### [Exercise details]
Output each entry in full so that the result matches the data exactly.

○ ○ ○ ○ ○ ○ ○

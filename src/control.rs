//! Wires the bridge, the router, the update sessions and the optional CLI
//! sink together, and takes them down again in order.
//!
//! ```text
//!                                  .---------.   board queues   .----------.
//!  link <==> bridge <== raw ==>    |         |<================>| sessions |
//!                                  | router  |                  '----------'
//!                                  |         |<================> CLI sink
//!                                  '---------'   CLI queues
//! ```
//!
//! Every unit runs on its own thread with its own cancellation flag. The flags
//! of the sessions and of the CLI sink are gathered in one [`CancelGroup`],
//! which is what an interrupt handler should cancel, and which the bridge
//! cancels when the link fails. Once the updates are over (and the CLI session
//! is ended, when there is one) the units are stopped producers first: CLI,
//! then router, then bridge, each one joined before the next is cancelled.

use std::thread::{self, JoinHandle};

use crossbeam_channel::Receiver;
use log::{error, info};

use crate::bridge::{Link, TransportBridge};
use crate::channels::{queue_pair, CancelFlag, CancelGroup, RawFrame};
use crate::cli_sink::{CliSink, END_SENTINEL};
use crate::error::Result;
use crate::firmware::FirmwareImage;
use crate::router::{diagnostics_channel, Router};
use crate::settings::Settings;
use crate::update_manager::{BoardTarget, Summary, UpdateManager};

pub struct Controller {
    settings: Settings,
    image: FirmwareImage,
    boards: Vec<(u8, CancelFlag)>,
    bridge_cancel: CancelFlag,
    router_cancel: CancelFlag,
    cli_cancel: CancelFlag,
    group: CancelGroup,
}

impl Controller {
    /// A controller updating `boards`, in that order when updating one board
    /// at a time.
    pub fn new(settings: &Settings, image: FirmwareImage, boards: Vec<u8>) -> Self {
        let mut group = CancelGroup::new();
        let boards: Vec<(u8, CancelFlag)> = boards
            .into_iter()
            .map(|board_id| (board_id, CancelFlag::new()))
            .collect();
        for (_, flag) in &boards {
            group.add(flag);
        }

        // The router and the bridge stay out of the group: they keep serving
        // until the sessions and the CLI have wound down, then `shutdown`
        // stops them in order.
        let bridge_cancel = CancelFlag::new();
        let router_cancel = CancelFlag::new();
        let cli_cancel = CancelFlag::new();
        group.add(&cli_cancel);

        Controller {
            settings: settings.clone(),
            image,
            boards,
            bridge_cancel,
            router_cancel,
            cli_cancel,
            group,
        }
    }

    /// Cancelling the returned group ends every session and the CLI sink; the
    /// controller then takes the router and the bridge down itself.
    pub fn interrupt_handle(&self) -> CancelGroup {
        self.group.clone()
    }

    /// Update all the boards over `link`. When `cli_lines` is given, a CLI
    /// session runs alongside the updates and the controller only returns once
    /// it has ended as well.
    pub fn run<L: Link + 'static>(
        self,
        link: L,
        cli_lines: Option<Receiver<String>>,
    ) -> Result<Summary> {
        let capacity = self.settings.queue_capacity;
        let (bridge_side, router_bridge_side) = queue_pair::<RawFrame>(capacity);
        let (diagnostics_tx, diagnostics_rx) = diagnostics_channel(capacity);

        let mut router = Router::new(
            router_bridge_side,
            diagnostics_tx,
            self.router_cancel.clone(),
        );
        let mut targets = Vec::with_capacity(self.boards.len());
        for (board_id, cancel) in &self.boards {
            let (session_side, router_side) = queue_pair(capacity);
            router = router.with_board(*board_id, router_side);
            targets.push(BoardTarget {
                board_id: *board_id,
                endpoint: session_side,
                cancel: cancel.clone(),
            });
        }

        let sink = match cli_lines {
            Some(lines) => {
                let (cli_side, router_side) = queue_pair(capacity);
                router = router.with_cli(router_side);
                Some(
                    CliSink::new(
                        self.settings.cli_board,
                        lines,
                        cli_side,
                        self.cli_cancel.clone(),
                    )
                    .with_diagnostics(diagnostics_rx),
                )
            }
            None => {
                // Nobody watches the diagnostics, the router logs them anyway.
                drop(diagnostics_rx);
                None
            }
        };

        let bridge = TransportBridge::new(
            link,
            bridge_side,
            self.bridge_cancel.clone(),
            self.group.clone(),
        );
        let bridge_thread = self.spawn("bridge", move || {
            // Failures are logged and cancel the group from within.
            let _ = bridge.run();
        })?;
        let router_thread = match self.spawn("router", move || router.run()) {
            Ok(handle) => handle,
            Err(e) => {
                self.bridge_cancel.cancel();
                join("bridge", bridge_thread);
                return Err(e);
            }
        };
        let cli_thread = match sink {
            Some(sink) => match self.spawn("cli", move || sink.run()) {
                Ok(handle) => Some(handle),
                Err(e) => {
                    self.shutdown(None, router_thread, bridge_thread);
                    return Err(e);
                }
            },
            None => None,
        };

        let summary = UpdateManager::new(&self.settings, &self.image).run(targets);

        if cli_thread.is_some() && !self.cli_cancel.is_cancelled() {
            println!(
                "[FC] updates are over, type `{}` to leave the CLI",
                END_SENTINEL
            );
        }
        self.shutdown(cli_thread, router_thread, bridge_thread);
        Ok(summary)
    }

    fn shutdown(
        &self,
        cli: Option<JoinHandle<()>>,
        router: JoinHandle<()>,
        bridge: JoinHandle<()>,
    ) {
        info!("shutting down");
        if let Some(cli) = cli {
            // The CLI session ends on its own, or on interrupt.
            join("cli", cli);
        }
        self.cli_cancel.cancel();

        self.router_cancel.cancel();
        join("router", router);

        self.bridge_cancel.cancel();
        join("bridge", bridge);
    }

    fn spawn<F>(&self, name: &str, f: F) -> Result<JoinHandle<()>>
    where
        F: FnOnce() + Send + 'static,
    {
        let handle = thread::Builder::new().name(name.into()).spawn(f)?;
        Ok(handle)
    }
}

fn join(name: &str, handle: JoinHandle<()>) {
    if handle.join().is_err() {
        error!("the {} thread panicked", name);
    }
}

○ ○ ○ ○ ○ ○ ○

### [Solution to this problem]
filename src/control.rs
//! Wires the bridge, the router, the update sessions and the optional CLI
//! sink together, and takes them down again in order.
//!
//! ```text
//!                                  .---------.   board queues   .----------.
//!  link <==> bridge <== raw ==>    |         |<================>| sessions |
//!                                  | router  |                  '----------'
//!                                  |         |<================> CLI sink
//!                                  '---------'   CLI queues
//! ```
//!
//! Every unit runs on its own thread with its own cancellation flag. The flags
//! of the sessions and of the CLI sink are gathered in one [`CancelGroup`],
//! which is what an interrupt handler should cancel, and which the bridge
//! cancels when the link fails. Once the updates are over (and the CLI session
//! is ended, when there is one) the units are stopped producers first: CLI,
//! then router, then bridge, each one joined before the next is cancelled.

use std::thread::{self, JoinHandle};

use crossbeam_channel::Receiver;
use log::{error, info};

use crate::bridge::{Link, TransportBridge};
use crate::channels::{queue_pair, CancelFlag, CancelGroup, RawFrame};
use crate::cli_sink::{CliSink, END_SENTINEL};
use crate::error::Result;
use crate::firmware::FirmwareImage;
use crate::router::{diagnostics_channel, Router};
use crate::settings::Settings;
use crate::update_manager::{BoardTarget, Summary, UpdateManager};

pub struct Controller {
    settings: Settings,
    image: FirmwareImage,
    boards: Vec<(u8, CancelFlag)>,
    bridge_cancel: CancelFlag,
    router_cancel: CancelFlag,
    cli_cancel: CancelFlag,
    group: CancelGroup,
}

impl Controller {
    /// A controller updating `boards`, in that order when updating one board
    /// at a time.
    pub fn new(settings: &Settings, image: FirmwareImage, boards: Vec<u8>) -> Self {
        let mut group = CancelGroup::new();
        let boards: Vec<(u8, CancelFlag)> = boards
            .into_iter()
            .map(|board_id| (board_id, CancelFlag::new()))
            .collect();
        for (_, flag) in &boards {
            group.add(flag);
        }

        // The router and the bridge stay out of the group: they keep serving
        // until the sessions and the CLI have wound down, then `shutdown`
        // stops them in order.
        let bridge_cancel = CancelFlag::new();
        let router_cancel = CancelFlag::new();
        let cli_cancel = CancelFlag::new();
        group.add(&cli_cancel);

        Controller {
            settings: settings.clone(),
            image,
            boards,
            bridge_cancel,
            router_cancel,
            cli_cancel,
            group,
        }
    }

    /// Cancelling the returned group ends every session and the CLI sink; the
    /// controller then takes the router and the bridge down itself.
    pub fn interrupt_handle(&self) -> CancelGroup {
        self.group.clone()
    }

    /// Update all the boards over `link`. When `cli_lines` is given, a CLI
    /// session runs alongside the updates and the controller only returns once
    /// it has ended as well.
    pub fn run<L: Link + 'static>(
        self,
        link: L,
        cli_lines: Option<Receiver<String>>,
    ) -> Result<Summary> {
        let capacity = self.settings.queue_capacity;
        let (bridge_side, router_bridge_side) = queue_pair::<RawFrame>(capacity);
        let (diagnostics_tx, diagnostics_rx) = diagnostics_channel(capacity);

        let mut router = Router::new(
            router_bridge_side,
            diagnostics_tx,
            self.router_cancel.clone(),
        );
        let mut targets = Vec::with_capacity(self.boards.len());
        for (board_id, cancel) in &self.boards {
            let (session_side, router_side) = queue_pair(capacity);
            router = router.with_board(*board_id, router_side);
            targets.push(BoardTarget {
                board_id: *board_id,
                endpoint: session_side,
                cancel: cancel.clone(),
            });
        }

        let sink = match cli_lines {
            Some(lines) => {
                let (cli_side, router_side) = queue_pair(capacity);
                router = router.with_cli(router_side);
                Some(
                    CliSink::new(
                        self.settings.cli_board,
                        lines,
                        cli_side,
                        self.cli_cancel.clone(),
                    )
                    .with_diagnostics(diagnostics_rx),
                )
            }
            None => {
                // Nobody watches the diagnostics, the router logs them anyway.
                drop(diagnostics_rx);
                None
            }
        };

        let bridge = TransportBridge::new(
            link,
            bridge_side,
            self.bridge_cancel.clone(),
            self.group.clone(),
        );
        let bridge_thread = self.spawn("bridge", move || {
            // Failures are logged and cancel the group from within.
            let _ = bridge.run();
        })?;
        let router_thread = match self.spawn("router", move || router.run()) {
            Ok(handle) => handle,
            Err(e) => {
                self.bridge_cancel.cancel();
                join("bridge", bridge_thread);
                return Err(e);
            }
        };
        let cli_thread = match sink {
            Some(sink) => match self.spawn("cli", move || sink.run()) {
                Ok(handle) => Some(handle),
                Err(e) => {
                    self.shutdown(None, router_thread, bridge_thread);
                    return Err(e);
                }
            },
            None => None,
        };

        let summary = UpdateManager::new(&self.settings, &self.image).run(targets);

        if cli_thread.is_some() && !self.cli_cancel.is_cancelled() {
            println!(
                "[FC] updates are over, type `{}` to leave the CLI",
                END_SENTINEL
            );
        }
        self.shutdown(cli_thread, router_thread, bridge_thread);
        Ok(summary)
    }

    fn shutdown(
        &self,
        cli: Option<JoinHandle<()>>,
        router: JoinHandle<()>,
        bridge: JoinHandle<()>,
    ) {
        info!("shutting down");
        if let Some(cli) = cli {
            // The CLI session ends on its own, or on interrupt.
            join("cli", cli);
        }
        self.cli_cancel.cancel();

        self.router_cancel.cancel();
        join("router", router);

        self.bridge_cancel.cancel();
        join("bridge", bridge);
    }

    fn spawn<F>(&self, name: &str, f: F) -> Result<JoinHandle<()>>
    where
        F: FnOnce() + Send + 'static,
    {
        let handle = thread::Builder::new().name(name.into()).spawn(f)?;
        Ok(handle)
    }
}

fn join(name: &str, handle: JoinHandle<()>) {
    if handle.join().is_err() {
        error!("the {} thread panicked", name);
    }
}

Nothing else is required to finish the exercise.